Pelvic Floor Physical Therapy

For pain caused by tight or overactive pelvic muscles, pelvic floor therapy is one of the most effective treatments available. A trained therapist works with you on exercises to retrain the muscles to relax and coordinate properly. Some sessions use biofeedback, where sensors show you in real time how your muscles respond as you practice relaxing them. Treatment plans also include lifestyle adjustments like changing fluid intake or bowel and bladder routines. Sessions typically happen weekly for several weeks, and improvement is usually gradual rather than immediate.

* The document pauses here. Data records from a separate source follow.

use std::{path::PathBuf, time::Duration};

use anyhow::Context;
use clap::Parser;
use tracing::info;
use wirebench_client::{ClientConfig, DispatchStrategy, TransportConfig};
use wirebench_model::PayloadSizeClass;
use wirebench_observe::{ColorMode, LoggerConfig, LoggerFormat, logger_init};

/// Measure JSON and XML round-trip latency across payload size classes.
#[derive(Debug, Parser)]
#[command(version, about, long_about = None)]
struct Cli {
    /// Base URL of the server under test
    #[arg(long, env = "BASE_URL", default_value = "http://localhost:3000")]
    base_url: String,

    /// Size classes to run, comma separated. Defaults to 10kb through 15000kb.
    #[arg(long, value_delimiter = ',')]
    sizes: Vec<PayloadSizeClass>,

    /// Samples per size class
    #[arg(long, default_value_t = 1000)]
    samples: usize,

    /// Sample units in flight at once
    #[arg(long, default_value_t = 2)]
    concurrency: usize,

    /// `pipelined` refills a slot as soon as it frees; `batched` waits for the whole group
    #[arg(long, default_value = "pipelined")]
    strategy: DispatchStrategy,

    /// Pause between size classes
    #[arg(long, default_value_t = 10)]
    cooldown_secs: u64,

    /// Directory holding `<size>_JSON.json` and `<size>_XML.xml`
    #[arg(long, default_value = "test_data")]
    data_dir: PathBuf,

    /// Directory receiving `<size>_Results.csv`
    #[arg(long, default_value = "output")]
    output_dir: PathBuf,

    /// Per-request timeout; none by default
    #[arg(long)]
    request_timeout_ms: Option<u64>,

    #[arg(long)]
    connect_timeout_ms: Option<u64>,

    #[arg(long, env = "LOG_LEVEL", default_value = "info")]
    log_level: String,

    /// text | json | journald
    #[arg(long, env = "LOG_FORMAT", default_value = "text")]
    log_format: LoggerFormat,

    /// auto | always | never
    #[arg(long, default_value = "auto")]
    log_color: ColorMode,
}

impl Cli {
    fn client_config(&self) -> ClientConfig {
        let defaults = ClientConfig::default();
        ClientConfig {
            transport: TransportConfig {
                base_url: self.base_url.clone(),
                request_timeout: self.request_timeout_ms.map(Duration::from_millis),
                connect_timeout: self.connect_timeout_ms.map(Duration::from_millis),
                ..Default::default()
            },
            sizes: if self.sizes.is_empty() {
                defaults.sizes
            } else {
                self.sizes.clone()
            },
            samples: self.samples,
            concurrency: self.concurrency,
            strategy: self.strategy,
            cooldown: Duration::from_secs(self.cooldown_secs),
            data_dir: self.data_dir.clone(),
            output_dir: self.output_dir.clone(),
        }
    }
}

#[tokio::main(flavor = "current_thread")]
async fn main() -> anyhow::Result<()> {
    let cli = Cli::parse();

    // 1) Logger
    logger_init(
        &LoggerConfig::new(cli.log_format, cli.log_level.as_str()).with_color(cli.log_color),
    )?;

    // 2) Controller
    let cfg = cli.client_config();
    let controller = cfg
        .build_controller()
        .context("invalid client configuration")?;
    info!(
        base_url = %cfg.transport.base_url,
        sizes = cfg.sizes.len(),
        samples = cfg.samples,
        concurrency = cfg.concurrency,
        strategy = %cfg.strategy,
        "starting benchmark"
    );

    // 3) Run every size class
    let summaries = controller.run(&cfg.sizes).await?;

    let failures: usize = summaries.iter().map(|s| s.failures()).sum();
    info!(
        sizes = summaries.len(),
        failures,
        output = %cfg.output_dir.display(),
        "benchmark complete"
    );
    Ok(())
}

Lubrication and Moisturizers

For dryness-related pain, over-the-counter water-based lubricants during sex can make an immediate difference. If the dryness stems from low estrogen, vaginal moisturizers used regularly (not just during sex) help restore some of the tissue’s natural moisture over time. Prescription estrogen creams or inserts applied locally to the vagina can rebuild tissue thickness and elasticity without the systemic effects of oral hormone therapy.

Position Changes

If deep pain is the issue, experimenting with positions that limit penetration depth can reduce or eliminate discomfort. Positions where you control the angle and depth tend to give you more ability to find what’s comfortable. If you have a tilted uterus, avoiding positions that allow the deepest penetration (like woman-on-top) and trying face-to-face positions can help redirect pressure away from sensitive structures.

Treating the Underlying Condition

When pain stems from an identifiable condition like endometriosis, PID, cysts, or fibroids, treating that condition often resolves the sexual pain as well. The approach depends entirely on the diagnosis, ranging from antibiotics for infections to hormonal management or, in some cases, minimally invasive procedures for endometriosis or large fibroids.

When Pain Has No Obvious Physical Cause

Sometimes all the exams and tests come back normal, and the pain persists. Emotional and psychological factors, including stress, anxiety, relationship dynamics, and past trauma, can amplify or even generate pelvic pain during sex. The nervous system can learn to associate penetration with pain, creating a cycle where anticipating discomfort causes muscles to tense, which causes more discomfort. This doesn’t mean the pain isn’t real. It means the treatment path may involve working with a therapist who specializes in sexual pain alongside any physical interventions. Cognitive behavioral therapy and gradual desensitization techniques have strong track records for breaking this cycle.